Il y a 48 ans, à l’aube, des populations des environs de la Havane et de Santiago de Cuba étaient brutalement tirés de leur sommeil des justes par les assourdissants vrombissements de moteurs d’une escadrille de bombardiers B-26 suivis immédiatement par de fracassants bruits d’explosions d’avions au sol, d’entrepôts, de cibles divers qu’ils venaient de bombarder. Cuba était-elle en guerre ? Si oui, contre qui, et depuis quand ?

Les dirigeants cubains en général, Fidel en particulier, n’avaient-ils pas l’habitude, avant de prendre toute décision sérieuse qui engage l’avenir de la patrie, de s’en référer d’abord au peuple ? Pourquoi donc cette guerre sans déclaration de guerre ?

Les Bombardiers B-26 qui venaient d’attaquer les aéroports et aérodromes de Cuba (la base de Campo Libertad dans les environs de La Havane, celle de San Antonio de les Banos et l’aéroport Antonio Maceo à Santiago dans la province de l’Oriente, à 700 km au Sud-est de la Havane) étaient peints aux couleurs des insignes des forces aériennes de Cuba (Fuerzas Eereas Révolutionarias – FAR) pour tromper la défense anti-aérienne cubaine. Ils étaient pilotés par d’anciens officiers de Batista installés à Miami et par des pilotes Américains.

Cette lâche agression, une attaque surprise sans déclaration de guerre préalable, ni sommation, que Fidel comparera le lendemain à l’attaque sur Pearl Harbour, venait en ce vendredi 15 avril 1961, de détruire tous les avions militaires et civils de Cuba à l’exception de 09 qui étaient en vol.

Le lendemain 16 avril, aux obsèques des sept martyrs victimes des ces bombardements, Fidel, devant 10 000 personnes, déclare : « Les Etats-Unis ont organisé cette attaque parce qu’ils ne nous pardonnent pas d’avoir fait une révolution socialiste sous leur nez.» La foule tout en colère, dépitée, scandalisée, mais galvanisée par sa foi en la révolution de scander : « Guerre ! Guerre ! Guerre ! » Pourtant Fidel venait pour la première fois de faire référence officiellement au caractère socialiste de la révolution.

Il désigne le coupable et dénonce le crime. « Les Etats-Unis ont fourni les avions, les bombes et ont entraîné les mercenaires.

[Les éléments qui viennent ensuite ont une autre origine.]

//! Onset/nucleus/coda decomposition of a syllable token.

use crate::alphabet::Alphabet;
use serde::{Deserialize, Serialize};

/// One decomposed syllable.
///
/// Invariant: `onset + nucleus + coda == token`. The nucleus is always a
/// single vowel grapheme from the alphabet; onset and coda may be empty.
#[derive(Debug, Clone, PartialEq, Eq, Serialize, Deserialize)]
pub struct SyllableToken {
    pub token: String,
    pub onset: String,
    pub nucleus: String,
    pub coda: String,
}

/// Locates the nucleus of a syllable-shaped token and splits around it.
#[derive(Debug, Clone, Copy)]
pub struct SyllableDecomposer<'a> {
    alphabet: &'a Alphabet,
}

impl<'a> SyllableDecomposer<'a> {
    pub fn new(alphabet: &'a Alphabet) -> Self {
        SyllableDecomposer { alphabet }
    }

    /// Decompose `token` around its first vowel occurrence.
    ///
    /// Only the first vowel match becomes the nucleus, even when the token
    /// contains several vowel clusters; any trailing vowels stay inside the
    /// coda text and are not re-analyzed. A token with no recognizable vowel
    /// anywhere yields `None` and is discarded by the caller.
    pub fn decompose(&self, token: &str) -> Option<SyllableToken> {
        let (start, len) = self.alphabet.find_vowel(token)?;
        Some(SyllableToken {
            token: token.to_string(),
            onset: token[..start].to_string(),
            nucleus: token[start..start + len].to_string(),
            coda: token[start + len..].to_string(),
        })
    }
}

#[cfg(test)]
mod tests {
    use super::*;
    use crate::alphabet::DEFAULT_ALPHABET;

    fn decompose(token: &str) -> Option<SyllableToken> {
        SyllableDecomposer::new(&DEFAULT_ALPHABET).decompose(token)
    }

    #[test]
    fn first_vowel_match_wins() {
        let t = decompose("trak").unwrap();
        assert_eq!(t.onset, "tr");
        assert_eq!(t.nucleus, "a");
        assert_eq!(t.coda, "k");
        assert_eq!(t.token, "trak");
    }

    #[test]
    fn token_without_a_vowel_has_no_nucleus() {
        assert_eq!(decompose("xyz"), None);
        assert_eq!(decompose(""), None);
    }

    #[test]
    fn diphthong_nucleus_is_one_grapheme() {
        let t = decompose("pau").unwrap();
        assert_eq!(t.onset, "p");
        assert_eq!(t.nucleus, "au");
        assert_eq!(t.coda, "");
    }

    #[test]
    fn trailing_vowels_stay_in_the_coda() {
        let t = decompose("buah").unwrap();
        assert_eq!(t.onset, "b");
        assert_eq!(t.nucleus, "u");
        assert_eq!(t.coda, "ah");
    }

    #[test]
    fn onset_and_coda_recompose_the_token() {
        for token in ["ban", "a", "nguap", "strak", "kail"] {
            let t = decompose(token).unwrap();
            assert_eq!(format!("{}{}{}", t.onset, t.nucleus, t.coda), token);
        }
    }
}
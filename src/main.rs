use silabel::{
    AnalysisConfig, Alphabet, ClusterSplitter, CorpusTokenizer, GraphemeClass, analyze,
    load_spec_lines, load_words, save_documents, save_word_tokens,
};
use std::path::PathBuf;

fn main() {
    env_logger::init();

    let config = match parse_args() {
        Ok(config) => config,
        Err(err) => {
            eprintln!("{err}");
            std::process::exit(2);
        }
    };

    if let Err(err) = run(&config) {
        eprintln!("error: {err}");
        std::process::exit(1);
    }
}

struct CliConfig {
    words: PathBuf,
    consonant_spec: PathBuf,
    vowel_spec: PathBuf,
    out: PathBuf,
    tokens_out: Option<PathBuf>,
    parallel: bool,
}

fn run(cli: &CliConfig) -> silabel::Result<()> {
    let words = load_words(&cli.words)?;
    let consonant_spec = load_spec_lines(&cli.consonant_spec)?;
    let vowel_spec = load_spec_lines(&cli.vowel_spec)?;

    let config = AnalysisConfig { parallel: cli.parallel, ..AnalysisConfig::default() };
    let alphabet = config.alphabet.clone();
    let parser = move |word: &str| naive_syllables(word, &alphabet);

    let result = analyze(&words, &parser, &consonant_spec, &vowel_spec, &config)?;

    if let Some(tokens_out) = &cli.tokens_out {
        // The tokenized corpus is recomputed cheaply inside analyze; dump
        // it separately only when asked.
        let tokenizer = CorpusTokenizer::new(&config.alphabet);
        let (corpus, _) = tokenizer.tokenize(&words, &parser);
        save_word_tokens(tokens_out, &corpus)?;
    }

    save_documents(&cli.out, &result.documents)?;
    log::info!("wrote {} feature documents to {}", result.documents.len(), cli.out.display());
    Ok(())
}

/// Built-in stand-in for the external morphological parser.
///
/// Cuts a word before every consonant that both follows a vowel-bearing
/// chunk and immediately precedes a vowel. This is only a CLI convenience;
/// library users supply their own parser.
fn naive_syllables(word: &str, alphabet: &Alphabet) -> Vec<String> {
    let units = match ClusterSplitter::new(alphabet).split(word) {
        Ok(units) => units,
        Err(_) => return Vec::new(),
    };

    let mut syllables = Vec::new();
    let mut current = String::new();
    let mut current_has_vowel = false;
    for (i, (unit, class)) in units.iter().enumerate() {
        let next_is_vowel =
            matches!(units.get(i + 1), Some((_, GraphemeClass::Vowel)));
        if *class == GraphemeClass::Consonant && current_has_vowel && next_is_vowel {
            syllables.push(std::mem::take(&mut current));
            current_has_vowel = false;
        }
        current.push_str(unit);
        if *class == GraphemeClass::Vowel {
            current_has_vowel = true;
        }
    }
    if !current.is_empty() {
        syllables.push(current);
    }
    syllables
}

fn parse_args() -> Result<CliConfig, String> {
    let mut words: Option<PathBuf> = None;
    let mut consonant_spec: Option<PathBuf> = None;
    let mut vowel_spec: Option<PathBuf> = None;
    let mut out: Option<PathBuf> = None;
    let mut tokens_out: Option<PathBuf> = None;
    let mut parallel = false;
    let mut args = std::env::args().skip(1);

    while let Some(arg) = args.next() {
        match arg.as_str() {
            "-h" | "--help" => {
                print_help();
                std::process::exit(0);
            }
            "-V" | "--version" => {
                println!("silabel {}", env!("CARGO_PKG_VERSION"));
                std::process::exit(0);
            }
            "--parallel" => parallel = true,
            "--words" => words = Some(expect_value(&mut args, "--words")?),
            "--consonant-spec" => {
                consonant_spec = Some(expect_value(&mut args, "--consonant-spec")?)
            }
            "--vowel-spec" => vowel_spec = Some(expect_value(&mut args, "--vowel-spec")?),
            "--out" => out = Some(expect_value(&mut args, "--out")?),
            "--tokens-out" => tokens_out = Some(expect_value(&mut args, "--tokens-out")?),
            _ if arg.starts_with("--words=") => {
                words = Some(PathBuf::from(arg.trim_start_matches("--words=")));
            }
            _ if arg.starts_with("--consonant-spec=") => {
                consonant_spec = Some(PathBuf::from(arg.trim_start_matches("--consonant-spec=")));
            }
            _ if arg.starts_with("--vowel-spec=") => {
                vowel_spec = Some(PathBuf::from(arg.trim_start_matches("--vowel-spec=")));
            }
            _ if arg.starts_with("--out=") => {
                out = Some(PathBuf::from(arg.trim_start_matches("--out=")));
            }
            _ if arg.starts_with("--tokens-out=") => {
                tokens_out = Some(PathBuf::from(arg.trim_start_matches("--tokens-out=")));
            }
            _ => return Err(format!("error: unexpected argument '{arg}' (see --help)")),
        }
    }

    Ok(CliConfig {
        words: words.ok_or("error: --words is required")?,
        consonant_spec: consonant_spec.ok_or("error: --consonant-spec is required")?,
        vowel_spec: vowel_spec.ok_or("error: --vowel-spec is required")?,
        out: out.ok_or("error: --out is required")?,
        tokens_out,
        parallel,
    })
}

fn expect_value(
    args: &mut impl Iterator<Item = String>,
    flag: &str,
) -> Result<PathBuf, String> {
    args.next().map(PathBuf::from).ok_or_else(|| format!("error: {flag} expects a value"))
}

fn print_help() {
    println!(
        "silabel - syllable-structure statistics over a word corpus

USAGE:
    silabel --words <path> --consonant-spec <path> --vowel-spec <path> --out <path>

OPTIONS:
    --words <path>            JSON array of corpus words
    --consonant-spec <path>   consonant feature-specification table
    --vowel-spec <path>       vowel feature-specification table
    --out <path>              output file for the feature documents (replaced atomically)
    --tokens-out <path>       also write the tokenized corpus as JSON
    --parallel                tokenize words in parallel
    -h, --help                print this help
    -V, --version             print the version

Logging is controlled through RUST_LOG (env_logger)."
    );
}

#[cfg(test)]
mod tests {
    use super::*;
    use silabel::DEFAULT_ALPHABET;

    #[test]
    fn naive_syllables_cut_before_intervocalic_consonants() {
        assert_eq!(naive_syllables("bantu", &DEFAULT_ALPHABET), vec!["ban", "tu"]);
        assert_eq!(naive_syllables("makan", &DEFAULT_ALPHABET), vec!["ma", "kan"]);
        assert_eq!(naive_syllables("trak", &DEFAULT_ALPHABET), vec!["trak"]);
        assert_eq!(naive_syllables("a", &DEFAULT_ALPHABET), vec!["a"]);
    }

    #[test]
    fn naive_syllables_keep_digraphs_whole() {
        assert_eq!(naive_syllables("ngarai", &DEFAULT_ALPHABET), vec!["nga", "rai"]);
    }

    #[test]
    fn unsplittable_words_produce_no_syllables() {
        assert_eq!(naive_syllables("b4d", &DEFAULT_ALPHABET), Vec::<String>::new());
    }
}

Les yankees essaient de tromper le monde, mais le monde entier sait bien que l’attaque a été faite par des avions yankees pilotés par des mercenaires payés par la Cia américaine. ». Après avoir lu quelques dépêches provenant de Miami, relatives aux déclarations mensongères du sinistre et odieux pilote batististe Zuniga, mercenaire de son état installé avec sa famille à Miami, auteur du bombardement de la base de San Antonio de las Banos, et qui prétendait venir de déserter pour détourner les soupçons sur la Cia, Fidel caractérise ce scénario de mensonger, parce que fait de duplicité, en ces termes : « Même Holliwood ne voudrait pas d’un tel scénario. »

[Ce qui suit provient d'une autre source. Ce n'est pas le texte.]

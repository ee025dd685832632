//! Per-letter, per-position frequency aggregation.

use super::decomposer::SyllableToken;
use super::splitter::ClusterSplitter;
use super::tokenizer::WordTokens;
use crate::alphabet::{Alphabet, GraphemeClass};
use crate::errors::{Error, Result};
use serde::{Deserialize, Serialize};
use std::collections::BTreeMap;

/// Onset/coda hit counts for one consonant letter.
#[derive(Debug, Clone, Copy, Default, PartialEq, Eq, Serialize, Deserialize)]
pub struct PositionCounts {
    pub onset: u64,
    pub coda: u64,
}

/// Aggregated corpus frequencies.
///
/// Closed world: both maps are pre-seeded with every alphabet letter at
/// zero, and letters outside the alphabet are never tracked.
#[derive(Debug, Clone, PartialEq, Eq)]
pub struct SyllableCounts {
    /// Nucleus occurrences per vowel grapheme.
    pub vowels: BTreeMap<String, u64>,
    /// Onset/coda occurrences per consonant grapheme.
    pub consonants: BTreeMap<String, PositionCounts>,
    /// Tokens whose contribution was skipped: an unrecognized grapheme in
    /// an onset/coda cluster, or a nucleus outside the vowel table.
    pub skipped_tokens: usize,
}

/// Units a single token would contribute, staged before any map is touched
/// so that a failing token leaves the counts untouched.
struct TokenHits {
    onset_units: Vec<(String, GraphemeClass)>,
    coda_units: Vec<(String, GraphemeClass)>,
    nucleus: String,
}

/// Folds decomposed tokens into [`SyllableCounts`].
#[derive(Debug, Clone, Copy)]
pub struct SyllableCounter<'a> {
    alphabet: &'a Alphabet,
    splitter: ClusterSplitter<'a>,
}

impl<'a> SyllableCounter<'a> {
    pub fn new(alphabet: &'a Alphabet) -> Self {
        SyllableCounter { alphabet, splitter: ClusterSplitter::new(alphabet) }
    }

    /// Count every token of the corpus.
    ///
    /// Aggregation is per-token best effort, not all-or-nothing: a token
    /// that fails to split contributes nothing at all, while counts from
    /// other tokens are unaffected. Per-letter counters commute under
    /// addition, so the result is independent of word-processing order.
    pub fn count(&self, corpus: &[WordTokens]) -> SyllableCounts {
        let mut counts = SyllableCounts {
            vowels: self.alphabet.vowels().map(|v| (v.to_string(), 0)).collect(),
            consonants: self
                .alphabet
                .consonants()
                .map(|c| (c.to_string(), PositionCounts::default()))
                .collect(),
            skipped_tokens: 0,
        };

        for word in corpus {
            for token in &word.tokens {
                match self.stage(token) {
                    Ok(hits) => Self::apply(&mut counts, &hits),
                    Err(_) => counts.skipped_tokens += 1,
                }
            }
        }
        counts
    }

    fn stage(&self, token: &SyllableToken) -> Result<TokenHits> {
        if !self.alphabet.is_vowel(&token.nucleus) {
            return Err(Error::UnknownGrapheme { remainder: token.nucleus.clone(), offset: 0 });
        }
        Ok(TokenHits {
            onset_units: self.splitter.split(&token.onset)?,
            coda_units: self.splitter.split(&token.coda)?,
            nucleus: token.nucleus.clone(),
        })
    }

    fn apply(counts: &mut SyllableCounts, hits: &TokenHits) {
        // Vowel units inside an onset/coda cluster should not occur under a
        // well-formed grammar; they are simply not consonant hits.
        for (unit, class) in &hits.onset_units {
            if *class == GraphemeClass::Consonant {
                if let Some(pc) = counts.consonants.get_mut(unit) {
                    pc.onset += 1;
                }
            }
        }
        for (unit, class) in &hits.coda_units {
            if *class == GraphemeClass::Consonant {
                if let Some(pc) = counts.consonants.get_mut(unit) {
                    pc.coda += 1;
                }
            }
        }
        if let Some(n) = counts.vowels.get_mut(&hits.nucleus) {
            *n += 1;
        }
    }
}
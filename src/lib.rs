//! silabel — syllable-structure statistics over a word corpus.
//!
//! The crate computes how often each consonant and vowel grapheme occupies
//! each syllable position (onset, nucleus, coda) across a corpus, and
//! aggregates those counts under tables of linguistic distinctive features.
//!
//! ```text
//! words ──> CorpusTokenizer ──> SyllableCounter ──> FeatureTable ──> documents
//!               (engine)            (engine)          (feature)       (store)
//! ```
//!
//! The syllable parser that cuts a word into syllable-shaped substrings is
//! an external collaborator, passed in through the [`SyllableParser`] seam.
//!
//! # Example
//! ```
//! use silabel::{AnalysisConfig, analyze};
//!
//! let words = vec!["ban".to_string()];
//! let identity = |word: &str| vec![word.to_string()];
//! let spec = vec!["b +".to_string()];
//! let vowel_spec = vec!["a +".to_string()];
//!
//! let config = AnalysisConfig {
//!     consonant_features: vec!["voice".to_string()],
//!     vowel_features: vec!["low".to_string()],
//!     ..AnalysisConfig::default()
//! };
//! let result = analyze(&words, &identity, &spec, &vowel_spec, &config).unwrap();
//! assert_eq!(result.documents.len(), 2);
//! ```

mod alphabet;
mod api;
mod engine;
mod errors;
mod feature;
mod store;

pub use alphabet::{Alphabet, DEFAULT_ALPHABET, GraphemeClass};
pub use api::{AnalysisConfig, AnalysisResult, analyze};
pub use engine::{
    ClusterSplitter, CorpusTokenizer, PositionCounts, SyllableCounter, SyllableCounts,
    SyllableDecomposer, SyllableParser, SyllableToken, TokenizeReport, WordTokens,
};
pub use errors::{Error, Result};
pub use feature::{
    CONSONANT_FEATURE_NAMES, CountSource, Feature, FeatureDocument, FeatureGroup, FeaturePoint,
    FeatureTable, GroupDocument, PointDocument, TAG_CONSONANT, TAG_VOWEL, VOWEL_FEATURE_NAMES,
};
pub use store::{load_spec_lines, load_words, save_documents, save_word_tokens};
//! Corpus tokenization: words to decomposed syllable tokens.
//!
//! The morphological syllable parser itself is an external collaborator.
//! This module only defines the [`SyllableParser`] seam and drives the
//! decomposition of whatever tokens the parser emits.

use crate::alphabet::Alphabet;
use super::decomposer::{SyllableDecomposer, SyllableToken};
use rayon::prelude::*;
use serde::{Deserialize, Serialize};

/// External parser boundary.
///
/// Given a word, produces an ordered sequence of syllable-shaped
/// substrings. The engine makes no assumption about their length or count
/// beyond "each element is attempted as a syllable token". Any
/// `Fn(&str) -> Vec<String>` closure implements this trait.
pub trait SyllableParser {
    fn parse(&self, word: &str) -> Vec<String>;
}

impl<F> SyllableParser for F
where
    F: Fn(&str) -> Vec<String>,
{
    fn parse(&self, word: &str) -> Vec<String> {
        self(word)
    }
}

/// All usable syllable tokens of one corpus word.
///
/// A word whose tokens all lacked a nucleus still appears here, with an
/// empty token list.
#[derive(Debug, Clone, PartialEq, Eq, Serialize, Deserialize)]
pub struct WordTokens {
    pub word: String,
    pub tokens: Vec<SyllableToken>,
}

/// Tally of a tokenization pass.
#[derive(Debug, Clone, Copy, Default, PartialEq, Eq)]
pub struct TokenizeReport {
    /// Words processed.
    pub words: usize,
    /// Tokens that decomposed successfully.
    pub tokens: usize,
    /// Tokens dropped for lacking a nucleus.
    pub dropped: usize,
}

/// Runs the parser and the decomposer over every word of a corpus.
#[derive(Debug, Clone, Copy)]
pub struct CorpusTokenizer<'a> {
    decomposer: SyllableDecomposer<'a>,
}

impl<'a> CorpusTokenizer<'a> {
    pub fn new(alphabet: &'a Alphabet) -> Self {
        CorpusTokenizer { decomposer: SyllableDecomposer::new(alphabet) }
    }

    fn tokenize_word<P>(&self, word: &str, parser: &P) -> (WordTokens, usize)
    where
        P: SyllableParser + ?Sized,
    {
        let raw = parser.parse(word);
        let mut tokens = Vec::with_capacity(raw.len());
        let mut dropped = 0;
        for token in &raw {
            match self.decomposer.decompose(token) {
                Some(t) => tokens.push(t),
                // Expected for degenerate fragments; excluded, but tallied.
                None => dropped += 1,
            }
        }
        (WordTokens { word: word.to_string(), tokens }, dropped)
    }

    /// Tokenize the corpus sequentially, preserving word order.
    pub fn tokenize<P>(&self, words: &[String], parser: &P) -> (Vec<WordTokens>, TokenizeReport)
    where
        P: SyllableParser + ?Sized,
    {
        let mut dropped = 0;
        let corpus: Vec<WordTokens> = words
            .iter()
            .map(|word| {
                let (tokens, d) = self.tokenize_word(word, parser);
                dropped += d;
                tokens
            })
            .collect();
        let report = Self::report(&corpus, dropped);
        (corpus, report)
    }

    /// Tokenize the corpus in parallel over words.
    ///
    /// Output order matches the input word order, so downstream counting
    /// sees exactly the sequence [`tokenize`](Self::tokenize) would produce
    /// and aggregates to identical totals.
    pub fn tokenize_par<P>(&self, words: &[String], parser: &P) -> (Vec<WordTokens>, TokenizeReport)
    where
        P: SyllableParser + Sync + ?Sized,
    {
        let pairs: Vec<(WordTokens, usize)> =
            words.par_iter().map(|word| self.tokenize_word(word, parser)).collect();
        let mut dropped = 0;
        let corpus: Vec<WordTokens> = pairs
            .into_iter()
            .map(|(tokens, d)| {
                dropped += d;
                tokens
            })
            .collect();
        let report = Self::report(&corpus, dropped);
        (corpus, report)
    }

    fn report(corpus: &[WordTokens], dropped: usize) -> TokenizeReport {
        TokenizeReport {
            words: corpus.len(),
            tokens: corpus.iter().map(|w| w.tokens.len()).sum(),
            dropped,
        }
    }
}

#[cfg(test)]
mod tests {
    use super::*;
    use crate::alphabet::DEFAULT_ALPHABET;

    fn identity(word: &str) -> Vec<String> {
        vec![word.to_string()]
    }

    fn words(list: &[&str]) -> Vec<String> {
        list.iter().map(|w| w.to_string()).collect()
    }

    #[test]
    fn identity_parser_yields_one_token_per_word() {
        let tokenizer = CorpusTokenizer::new(&DEFAULT_ALPHABET);
        let (corpus, report) = tokenizer.tokenize(&words(&["ba", "ban"]), &identity);

        assert_eq!(report, TokenizeReport { words: 2, tokens: 2, dropped: 0 });
        assert_eq!(corpus[0].word, "ba");
        assert_eq!(corpus[0].tokens[0].nucleus, "a");
        assert_eq!(corpus[1].tokens[0].coda, "n");
    }

    #[test]
    fn nucleus_less_tokens_are_dropped_but_the_word_remains() {
        let tokenizer = CorpusTokenizer::new(&DEFAULT_ALPHABET);
        let parser = |word: &str| vec![word.to_string(), "xyz".to_string()];
        let (corpus, report) = tokenizer.tokenize(&words(&["ba"]), &parser);

        assert_eq!(corpus.len(), 1);
        assert_eq!(corpus[0].tokens.len(), 1);
        assert_eq!(report.dropped, 1);

        // A word producing only degenerate tokens keeps its empty entry.
        let no_nucleus = |_: &str| vec!["zzz".to_string()];
        let (corpus, report) = tokenizer.tokenize(&words(&["ba"]), &no_nucleus);
        assert_eq!(corpus, vec![WordTokens { word: "ba".to_string(), tokens: vec![] }]);
        assert_eq!(report.dropped, 1);
    }

    #[test]
    fn multi_token_parser_output_is_decomposed_in_order() {
        let tokenizer = CorpusTokenizer::new(&DEFAULT_ALPHABET);
        let parser = |_: &str| vec!["ban".to_string(), "tu".to_string(), "an".to_string()];
        let (corpus, _) = tokenizer.tokenize(&words(&["bantuan"]), &parser);

        let nuclei: Vec<&str> =
            corpus[0].tokens.iter().map(|t| t.nucleus.as_str()).collect();
        assert_eq!(nuclei, vec!["a", "u", "a"]);
    }

    #[test]
    fn parallel_tokenization_matches_sequential() {
        let tokenizer = CorpusTokenizer::new(&DEFAULT_ALPHABET);
        let corpus: Vec<String> = ["bantu", "makan", "ngarai", "xyz", "pulau", "syair"]
            .iter()
            .cycle()
            .take(300)
            .map(|w| w.to_string())
            .collect();

        let (seq, seq_report) = tokenizer.tokenize(&corpus, &identity);
        let (par, par_report) = tokenizer.tokenize_par(&corpus, &identity);

        assert_eq!(seq, par);
        assert_eq!(seq_report, par_report);
    }
}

Pour tous les dirigeants de la révolution cubaine, après tant d’actes de sabotages, d’attentats, de crimes, d’agressions diverses et variées, cette mission de destruction de l’aviation était prélude d’une imminente invasion de l’île. Quand ? Comment ? Où ? Ils ne le savaient pas. Toutefois de ce 15 avril, ils tirèrent une telle leçon. Serait-elle une invasion directe ou indirecte comme celle que la CIA avait opérée au Guatemala avec succès, pour mettre fin à la reforme agraire ? Nul ne pouvait encore dire la forme que revêtirait l’invasion.

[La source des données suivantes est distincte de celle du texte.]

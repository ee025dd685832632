//! Public pipeline API.
//!
//! [`analyze`] wires the whole batch transform together: tokenize the
//! corpus through the caller's [`SyllableParser`], fold the tokens into
//! per-letter counts, load both feature specifications, aggregate, and
//! render the tagged output documents (consonant features first, then
//! vowel features).

use crate::alphabet::{Alphabet, DEFAULT_ALPHABET};
use crate::engine::{
    CorpusTokenizer, SyllableCounter, SyllableCounts, SyllableParser, TokenizeReport,
};
use crate::errors::Result;
use crate::feature::{
    CONSONANT_FEATURE_NAMES, CountSource, FeatureDocument, FeatureTable, TAG_CONSONANT,
    TAG_VOWEL, VOWEL_FEATURE_NAMES,
};

/// Configuration for one analysis run.
///
/// Everything is read-only data injected up front; the default is the
/// Indonesian alphabet with the standard feature-name columns.
#[derive(Debug, Clone)]
pub struct AnalysisConfig {
    pub alphabet: Alphabet,
    /// Consonant feature names, in spec-file column order.
    pub consonant_features: Vec<String>,
    /// Vowel feature names, in spec-file column order.
    pub vowel_features: Vec<String>,
    /// Tokenize words in parallel. Aggregation is order-independent, so
    /// this never changes the output.
    pub parallel: bool,
}

impl Default for AnalysisConfig {
    fn default() -> Self {
        AnalysisConfig {
            alphabet: DEFAULT_ALPHABET.clone(),
            consonant_features: CONSONANT_FEATURE_NAMES.iter().map(|s| s.to_string()).collect(),
            vowel_features: VOWEL_FEATURE_NAMES.iter().map(|s| s.to_string()).collect(),
            parallel: false,
        }
    }
}

/// Result of [`analyze`].
#[derive(Debug, Clone)]
pub struct AnalysisResult {
    /// One record per feature, consonant-tagged then vowel-tagged.
    pub documents: Vec<FeatureDocument>,
    /// Raw per-letter frequency tables.
    pub counts: SyllableCounts,
    /// Tokenization tally, including dropped nucleus-less tokens.
    pub report: TokenizeReport,
}

/// Run the full analysis pipeline over an in-memory corpus.
///
/// `consonant_spec` and `vowel_spec` are the lines of the two
/// feature-specification tables (see [`FeatureTable::load_spec`]).
pub fn analyze<P>(
    words: &[String],
    parser: &P,
    consonant_spec: &[String],
    vowel_spec: &[String],
    config: &AnalysisConfig,
) -> Result<AnalysisResult>
where
    P: SyllableParser + Sync + ?Sized,
{
    let tokenizer = CorpusTokenizer::new(&config.alphabet);
    let (corpus, report) = if config.parallel {
        tokenizer.tokenize_par(words, parser)
    } else {
        tokenizer.tokenize(words, parser)
    };
    log::info!(
        "tokenized {} words into {} tokens ({} dropped without a nucleus)",
        report.words,
        report.tokens,
        report.dropped
    );

    let counts = SyllableCounter::new(&config.alphabet).count(&corpus);
    if counts.skipped_tokens > 0 {
        log::warn!("skipped {} tokens with unrecognized graphemes", counts.skipped_tokens);
    }

    let table = FeatureTable::new(&config.alphabet);

    let mut consonant_features = table.load_spec(consonant_spec, &config.consonant_features);
    table.apply_counts(&mut consonant_features, &CountSource::consonants(&counts))?;

    let mut vowel_features = table.load_spec(vowel_spec, &config.vowel_features);
    table.apply_counts(&mut vowel_features, &CountSource::vowels(&counts))?;

    let documents: Vec<FeatureDocument> = consonant_features
        .iter()
        .map(|f| table.to_document(f, TAG_CONSONANT))
        .chain(vowel_features.iter().map(|f| table.to_document(f, TAG_VOWEL)))
        .collect();
    log::debug!("rendered {} feature documents", documents.len());

    Ok(AnalysisResult { documents, counts, report })
}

Mais ils n’eurent pas longtemps à attendre pour le savoir. L’invasion eut lieu le dimanche 17 avril à l’aube. Un avion C – 6, parmi les six qui devaient larguer les parachutistes avant le débarquement, en largua 177 au Nord-Est de la tête de pont, avec pour mission de s’emparer des deux routes qui traversent les marais de Zapata, afin d’empêcher la contre-attaque et en même temps contrôler la partie supérieure de la plage.

Les marais de Zapata ! Le nom de code de l’invasion n’était elle pas « mission zapata» ? Que si !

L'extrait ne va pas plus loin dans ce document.